▶ Exercise requirements
In this exercise, return each entry exactly as given.
::::
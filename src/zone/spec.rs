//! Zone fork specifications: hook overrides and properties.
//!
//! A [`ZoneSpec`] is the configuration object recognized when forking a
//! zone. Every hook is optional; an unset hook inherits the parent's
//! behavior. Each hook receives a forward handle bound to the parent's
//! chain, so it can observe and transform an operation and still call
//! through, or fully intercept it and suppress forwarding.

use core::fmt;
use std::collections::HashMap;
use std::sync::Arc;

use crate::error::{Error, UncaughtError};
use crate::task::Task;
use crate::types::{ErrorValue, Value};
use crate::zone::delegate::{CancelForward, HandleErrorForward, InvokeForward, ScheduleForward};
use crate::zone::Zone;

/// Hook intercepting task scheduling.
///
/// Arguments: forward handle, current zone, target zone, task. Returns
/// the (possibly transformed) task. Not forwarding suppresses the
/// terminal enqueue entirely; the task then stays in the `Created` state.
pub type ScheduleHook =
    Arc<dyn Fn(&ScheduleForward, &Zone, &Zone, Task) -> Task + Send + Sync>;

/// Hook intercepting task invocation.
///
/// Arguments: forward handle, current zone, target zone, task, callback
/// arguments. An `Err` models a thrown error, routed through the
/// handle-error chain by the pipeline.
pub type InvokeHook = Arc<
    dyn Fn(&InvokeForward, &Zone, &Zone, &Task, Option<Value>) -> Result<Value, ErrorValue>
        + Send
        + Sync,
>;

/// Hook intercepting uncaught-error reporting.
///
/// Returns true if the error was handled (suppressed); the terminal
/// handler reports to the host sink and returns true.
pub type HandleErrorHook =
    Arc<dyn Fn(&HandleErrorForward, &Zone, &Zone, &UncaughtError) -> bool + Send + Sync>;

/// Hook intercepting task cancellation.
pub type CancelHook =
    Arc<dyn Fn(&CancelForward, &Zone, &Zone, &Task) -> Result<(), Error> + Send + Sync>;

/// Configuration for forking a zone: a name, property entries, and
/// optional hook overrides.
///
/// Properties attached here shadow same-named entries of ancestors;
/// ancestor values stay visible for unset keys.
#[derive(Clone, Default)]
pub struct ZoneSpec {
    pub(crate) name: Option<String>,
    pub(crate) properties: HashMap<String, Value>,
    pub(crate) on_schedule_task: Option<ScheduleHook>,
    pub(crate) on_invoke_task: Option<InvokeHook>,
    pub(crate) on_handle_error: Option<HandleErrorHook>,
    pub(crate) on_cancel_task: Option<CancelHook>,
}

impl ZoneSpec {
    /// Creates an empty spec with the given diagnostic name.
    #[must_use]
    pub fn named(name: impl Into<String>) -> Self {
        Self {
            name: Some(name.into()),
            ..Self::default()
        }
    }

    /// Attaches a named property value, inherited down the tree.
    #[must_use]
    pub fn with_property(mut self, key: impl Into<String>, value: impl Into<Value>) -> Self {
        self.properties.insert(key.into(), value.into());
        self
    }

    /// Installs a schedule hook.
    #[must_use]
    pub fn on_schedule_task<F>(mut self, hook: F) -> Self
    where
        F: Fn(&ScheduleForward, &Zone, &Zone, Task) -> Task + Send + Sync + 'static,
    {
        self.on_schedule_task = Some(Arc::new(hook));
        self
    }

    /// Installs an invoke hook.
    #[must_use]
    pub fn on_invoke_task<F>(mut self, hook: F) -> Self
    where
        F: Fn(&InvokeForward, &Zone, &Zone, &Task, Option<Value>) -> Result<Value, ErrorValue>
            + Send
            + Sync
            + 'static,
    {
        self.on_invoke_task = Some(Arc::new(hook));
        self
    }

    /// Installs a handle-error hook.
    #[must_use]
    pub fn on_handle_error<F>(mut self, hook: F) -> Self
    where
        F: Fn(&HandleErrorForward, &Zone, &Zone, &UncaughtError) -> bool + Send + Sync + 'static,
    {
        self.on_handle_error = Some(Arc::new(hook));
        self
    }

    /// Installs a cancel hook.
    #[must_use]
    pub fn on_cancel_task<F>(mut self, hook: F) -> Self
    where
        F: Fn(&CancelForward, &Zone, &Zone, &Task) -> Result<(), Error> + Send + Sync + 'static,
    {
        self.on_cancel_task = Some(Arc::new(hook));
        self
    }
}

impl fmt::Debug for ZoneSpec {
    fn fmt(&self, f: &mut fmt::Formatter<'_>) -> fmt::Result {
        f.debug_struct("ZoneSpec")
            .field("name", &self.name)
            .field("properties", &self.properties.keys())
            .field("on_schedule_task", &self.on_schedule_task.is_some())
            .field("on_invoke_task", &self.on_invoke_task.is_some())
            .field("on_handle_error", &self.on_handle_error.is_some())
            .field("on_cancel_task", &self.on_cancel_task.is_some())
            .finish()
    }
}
::::
▶ Exercise result
filename src/zone/spec.rs
//! Zone fork specifications: hook overrides and properties.
//!
//! A [`ZoneSpec`] is the configuration object recognized when forking a
//! zone. Every hook is optional; an unset hook inherits the parent's
//! behavior. Each hook receives a forward handle bound to the parent's
//! chain, so it can observe and transform an operation and still call
//! through, or fully intercept it and suppress forwarding.

use core::fmt;
use std::collections::HashMap;
use std::sync::Arc;

use crate::error::{Error, UncaughtError};
use crate::task::Task;
use crate::types::{ErrorValue, Value};
use crate::zone::delegate::{CancelForward, HandleErrorForward, InvokeForward, ScheduleForward};
use crate::zone::Zone;

/// Hook intercepting task scheduling.
///
/// Arguments: forward handle, current zone, target zone, task. Returns
/// the (possibly transformed) task. Not forwarding suppresses the
/// terminal enqueue entirely; the task then stays in the `Created` state.
pub type ScheduleHook =
    Arc<dyn Fn(&ScheduleForward, &Zone, &Zone, Task) -> Task + Send + Sync>;

/// Hook intercepting task invocation.
///
/// Arguments: forward handle, current zone, target zone, task, callback
/// arguments. An `Err` models a thrown error, routed through the
/// handle-error chain by the pipeline.
pub type InvokeHook = Arc<
    dyn Fn(&InvokeForward, &Zone, &Zone, &Task, Option<Value>) -> Result<Value, ErrorValue>
        + Send
        + Sync,
>;

/// Hook intercepting uncaught-error reporting.
///
/// Returns true if the error was handled (suppressed); the terminal
/// handler reports to the host sink and returns true.
pub type HandleErrorHook =
    Arc<dyn Fn(&HandleErrorForward, &Zone, &Zone, &UncaughtError) -> bool + Send + Sync>;

/// Hook intercepting task cancellation.
pub type CancelHook =
    Arc<dyn Fn(&CancelForward, &Zone, &Zone, &Task) -> Result<(), Error> + Send + Sync>;

/// Configuration for forking a zone: a name, property entries, and
/// optional hook overrides.
///
/// Properties attached here shadow same-named entries of ancestors;
/// ancestor values stay visible for unset keys.
#[derive(Clone, Default)]
pub struct ZoneSpec {
    pub(crate) name: Option<String>,
    pub(crate) properties: HashMap<String, Value>,
    pub(crate) on_schedule_task: Option<ScheduleHook>,
    pub(crate) on_invoke_task: Option<InvokeHook>,
    pub(crate) on_handle_error: Option<HandleErrorHook>,
    pub(crate) on_cancel_task: Option<CancelHook>,
}

impl ZoneSpec {
    /// Creates an empty spec with the given diagnostic name.
    #[must_use]
    pub fn named(name: impl Into<String>) -> Self {
        Self {
            name: Some(name.into()),
            ..Self::default()
        }
    }

    /// Attaches a named property value, inherited down the tree.
    #[must_use]
    pub fn with_property(mut self, key: impl Into<String>, value: impl Into<Value>) -> Self {
        self.properties.insert(key.into(), value.into());
        self
    }

    /// Installs a schedule hook.
    #[must_use]
    pub fn on_schedule_task<F>(mut self, hook: F) -> Self
    where
        F: Fn(&ScheduleForward, &Zone, &Zone, Task) -> Task + Send + Sync + 'static,
    {
        self.on_schedule_task = Some(Arc::new(hook));
        self
    }

    /// Installs an invoke hook.
    #[must_use]
    pub fn on_invoke_task<F>(mut self, hook: F) -> Self
    where
        F: Fn(&InvokeForward, &Zone, &Zone, &Task, Option<Value>) -> Result<Value, ErrorValue>
            + Send
            + Sync
            + 'static,
    {
        self.on_invoke_task = Some(Arc::new(hook));
        self
    }

    /// Installs a handle-error hook.
    #[must_use]
    pub fn on_handle_error<F>(mut self, hook: F) -> Self
    where
        F: Fn(&HandleErrorForward, &Zone, &Zone, &UncaughtError) -> bool + Send + Sync + 'static,
    {
        self.on_handle_error = Some(Arc::new(hook));
        self
    }

    /// Installs a cancel hook.
    #[must_use]
    pub fn on_cancel_task<F>(mut self, hook: F) -> Self
    where
        F: Fn(&CancelForward, &Zone, &Zone, &Task) -> Result<(), Error> + Send + Sync + 'static,
    {
        self.on_cancel_task = Some(Arc::new(hook));
        self
    }
}

impl fmt::Debug for ZoneSpec {
    fn fmt(&self, f: &mut fmt::Formatter<'_>) -> fmt::Result {
        f.debug_struct("ZoneSpec")
            .field("name", &self.name)
            .field("properties", &self.properties.keys())
            .field("on_schedule_task", &self.on_schedule_task.is_some())
            .field("on_invoke_task", &self.on_invoke_task.is_some())
            .field("on_handle_error", &self.on_handle_error.is_some())
            .field("on_cancel_task", &self.on_cancel_task.is_some())
            .finish()
    }
}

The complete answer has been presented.